Setting Error Budgets

In SRE, an error budget is a good thing, and one of the unifying principals between developers and operations.

"A quantitative measurement shared between the product and SRE teans to balance innovation and stability"

The process for defining an error budget:

Management buys into the internal SLO
SLO used to determine the amount of uptime for that particular quarter
Monitoring services measures actual uptime
The difference between the expected SLO and the actual uptime is calculated
Then, if there's sufficient time within the error budget the new release is pushed forward

Error budgets seem like risky business, why not avoid risk at all costs? - 1 of the key DevOps pillars is that failure is unavoidable and therefore so is risk. SRE's manage service reliability, largely by managing risk.

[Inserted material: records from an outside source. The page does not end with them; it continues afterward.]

//! The seams between the [`SongManager`](super::song_manager::SongManager) and
//! the outside world: voice transport, downloader, download cache, notification
//! sink and search. Production implementations live in `discord_backend`,
//! `downloader`, `song_cache` and `youtube`.

use serenity::all::{ChannelId, GuildId};
use serenity::async_trait;
use std::fmt;
use std::path::{Path, PathBuf};
use std::time::Duration;
use thiserror::Error;

use super::queue_item::QueueItem;
use super::song_manager::{MusicResult, SessionEvents};

/// Identifies one play cycle. Download completions and "track finished"
/// events carry it so the manager can drop anything stale.
#[derive(Debug, Clone, Copy, PartialEq, Eq, Hash)]
pub struct TrackToken(pub(crate) u64);

/// Identifies one voice connection.
#[derive(Debug, Clone, Copy, PartialEq, Eq, Hash)]
pub struct ConnectionToken(pub(crate) u64);

impl fmt::Display for TrackToken {
    fn fmt(&self, f: &mut fmt::Formatter<'_>) -> fmt::Result {
        write!(f, "track#{}", self.0)
    }
}

impl fmt::Display for ConnectionToken {
    fn fmt(&self, f: &mut fmt::Formatter<'_>) -> fmt::Result {
        write!(f, "connection#{}", self.0)
    }
}

/// The voice channel a session should bind to.
#[derive(Debug, Clone, Copy, PartialEq, Eq)]
pub struct VoiceTarget {
    pub guild_id: GuildId,
    pub channel_id: ChannelId,
}

/// A cached, locally readable audio file.
#[derive(Debug, Clone, PartialEq, Eq)]
pub struct AudioResource {
    pub source_id: String,
    pub path: PathBuf,
}

#[derive(Error, Debug)]
pub enum DownloadError {
    #[error("Failed to start the downloader: {0}")]
    Spawn(#[source] std::io::Error),

    #[error("Downloader exited with code {code:?}: {stderr}")]
    Failed { code: Option<i32>, stderr: String },

    #[error("Downloader finished without producing {}", .0.display())]
    MissingOutput(PathBuf),

    #[error("Download timed out after {0:?}")]
    TimedOut(Duration),
}

/// Opens voice connections.
#[async_trait]
pub trait VoiceTransport: Send + Sync {
    /// Binds to `target`. The returned connection reports track ends and its
    /// own loss through `events`, tagged with `token`.
    async fn join(
        &self,
        target: VoiceTarget,
        token: ConnectionToken,
        events: SessionEvents,
    ) -> MusicResult<Box<dyn VoiceConnection>>;
}

/// A live voice connection with a single-track player.
#[async_trait]
pub trait VoiceConnection: Send {
    /// Replaces whatever the player holds with `resource`. The connection must
    /// report `track_finished(token)` once playback of this resource ends.
    async fn play(&mut self, resource: AudioResource, token: TrackToken) -> MusicResult<()>;
    async fn pause(&mut self) -> MusicResult<()>;
    async fn unpause(&mut self) -> MusicResult<()>;
    async fn stop(&mut self) -> MusicResult<()>;
    /// Leaves the channel. Best effort, never fails.
    async fn destroy(&mut self);
}

/// Fetches audio for a locator into a destination file.
#[cfg_attr(test, mockall::automock)]
#[async_trait]
pub trait Downloader: Send + Sync {
    async fn download(&self, locator: &str, dest: &Path) -> Result<(), DownloadError>;
}

/// Download cache keyed by source id.
#[async_trait]
pub trait CacheStore: Send + Sync {
    async fn contains(&self, key: &str) -> bool;
    /// Where a download for `key` should be written.
    fn target_path(&self, key: &str) -> PathBuf;
    async fn open(&self, key: &str) -> MusicResult<AudioResource>;
}

/// Fire-and-forget "now playing" announcements.
#[async_trait]
pub trait Notifier: Send + Sync {
    async fn now_playing(&self, channel: ChannelId, item: QueueItem);
}

/// Resolves a free-text query or a URL to candidate items.
#[async_trait]
pub trait SearchProvider: Send + Sync {
    async fn search(&self, query: &str, limit: usize) -> MusicResult<Vec<QueueItem>>;
}
use tracing::info;

use super::utils::embedded_messages;
use super::voice_target;
use crate::{CommandResult, Context};

/// Clear the queue and leave the voice channel.
#[poise::command(slash_command, guild_only, category = "Music", user_cooldown = 5)]
pub async fn stop(ctx: Context<'_>) -> CommandResult {
    if voice_target(ctx).await?.is_none() {
        return Ok(());
    }

    ctx.data().songs.disconnect().await?;
    info!("{} stopped playback", ctx.author().name);
    ctx.send(embedded_messages::so_long()).await?;
    Ok(())
}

Balances innovation and reliability An error budget provides a common incentive that allows both product development and SRE's to focus on finding the right balance between new features and service availability.
Manages release velocity So as long as the systems SLO's are met, releases can continue.
Developers oversee own risk When the error budget is large, product developers can take more risks because they have more time to spend. When the budget is almost over with, nearly drained, product developers themselves will push for more testing and slow down their release velocity, because they don't want to risk using the error budget and stalling their launch completely.
What happens if the error budget exceeded:
- Typically releases temporarily halted
- Expansion in system testing and development
  - Which will overall improve performance

Error Budget

Error budget = 100% - SLO value

e.g.

SLO == 99.8% 100% - 99.8% = 0.2%

How will the 0.2% be applied over time?

0.2% == 0.002 (0.2% written as a decimal e.g. 1% == 0.01, 10% = 0.1 etc)
0.002 * 30 day/month * 24 hours/day * 60 minutes/hour = 86.4 minutes/month

This may not seem like much, but this is actual downtime.

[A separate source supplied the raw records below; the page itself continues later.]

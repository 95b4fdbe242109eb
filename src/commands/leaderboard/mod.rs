pub(crate) mod embeds;
pub(crate) mod leaderboard;
pub(crate) mod levelnotifs;
pub(crate) mod rank;
pub(crate) mod setxp;

use rusqlite::Result as SqlResult;

use crate::utils::{database::Database, xp};
use embeds::Standing;

/// Rank and level for a user holding `total_xp`.
pub fn standing(database: &Database, total_xp: u64) -> SqlResult<Standing> {
    Ok(Standing {
        rank: database.rank_for_xp(total_xp)?,
        xp: total_xp,
        level: xp::level_info(total_xp),
    })
}
//! Suroi community Discord bot: leveling, moderation cases and a per-guild
//! music queue.

pub mod commands;
pub mod events;
pub mod utils;

use std::sync::Arc;

use commands::music::utils::{backends::SearchProvider, song_manager::SongManager};
use utils::{config::Config, database::Database, xp::XpCooldown};

pub type Error = Box<dyn std::error::Error + Send + Sync>;
pub type Context<'a> = poise::Context<'a, Data, Error>;
pub type CommandResult = Result<(), Error>;

/// State shared by every command and event handler.
pub struct Data {
    pub config: Config,
    pub database: Database,
    pub songs: SongManager,
    pub search: Arc<dyn SearchProvider>,
    pub xp_cooldown: XpCooldown,
}

/// Show help for all commands, or just one.
#[poise::command(slash_command, category = "General")]
pub async fn help(
    ctx: Context<'_>,
    #[description = "Specific command to show help about"]
    #[autocomplete = "poise::builtins::autocomplete_command"]
    command: Option<String>,
) -> CommandResult {
    poise::builtins::help(
        ctx,
        command.as_deref(),
        poise::builtins::HelpConfiguration {
            show_context_menu_commands: true,
            ..Default::default()
        },
    )
    .await
    .map_err(|e| e.into())
}

#[poise::command(prefix_command, hide_in_help)]
pub async fn register(ctx: Context<'_>) -> CommandResult {
    poise::builtins::register_application_commands_buttons(ctx)
        .await
        .map_err(|e| e.into())
}

/// Every command the bot registers.
pub fn commands() -> Vec<poise::Command<Data, Error>> {
    use commands::{
        general::ping::ping,
        leaderboard::{
            leaderboard::leaderboard, levelnotifs::levelnotifs, rank::rank, setxp::setxp,
        },
        moderation::{
            ban::ban, case::case, kick::kick, purge::purge, timeout::timeout, warn::warn,
        },
        music::song,
    };

    vec![
        register(),
        help(),
        ping(),
        song(),
        rank(),
        leaderboard(),
        levelnotifs(),
        setxp(),
        warn(),
        kick(),
        ban(),
        timeout(),
        case(),
        purge(),
    ]
}
use super::utils::embedded_messages::{self, BLUE};
use super::voice_target;
use crate::{CommandResult, Context};

/// Show details about the song currently playing.
#[poise::command(slash_command, guild_only, category = "Music", user_cooldown = 5)]
pub async fn nowplaying(ctx: Context<'_>) -> CommandResult {
    if voice_target(ctx).await?.is_none() {
        return Ok(());
    }

    let reply = match ctx.data().songs.current().await? {
        Some(item) => embedded_messages::track(&item, "Now Playing", BLUE),
        None => embedded_messages::nothing_playing(),
    };
    ctx.send(reply).await?;
    Ok(())
}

What about global services?

Time-based error budgets are not valid because downtime is almost never universal. Typically an outage will only occur in one part of a system at a time, so it's;
Better to define availability in terms of request success rate
- Referred to as aggregate availability, and the formula is a little different
  - Availability = Successful Requests / Total Requests
    - e.g. a System that serves 1M requests per day with 99.9% (3x 9's) availability, can serve up to 1000 errors and still hit it's target for that day

999000/1000000 = 0.999 == 99.9%

So, if we take A = S/T, S = A*T and change our target availability to 99.8%
100% - 99.8% = 0.2%, 0.2% (in decimal) == 0.002
Successful Requests (Really this is allowed errors based on target availability) = 0.002 * 1,000,000 = 2000 Errors, 1,000,000 - 2000 = 998,000 Successful requests

Error budgets, what are they good for?

Releasing new features
1. Top use by the product team
Expected system changes
1. roll out enhancements, good to know you are covered should something go wrong
Inevitable failure in networks, etc
Planned downtime
1. e.g. take the entire system offline to implement a major upgrade
Risky experiments
Unforseen circumstances (unknown unknowns) e.g. Global pandemic!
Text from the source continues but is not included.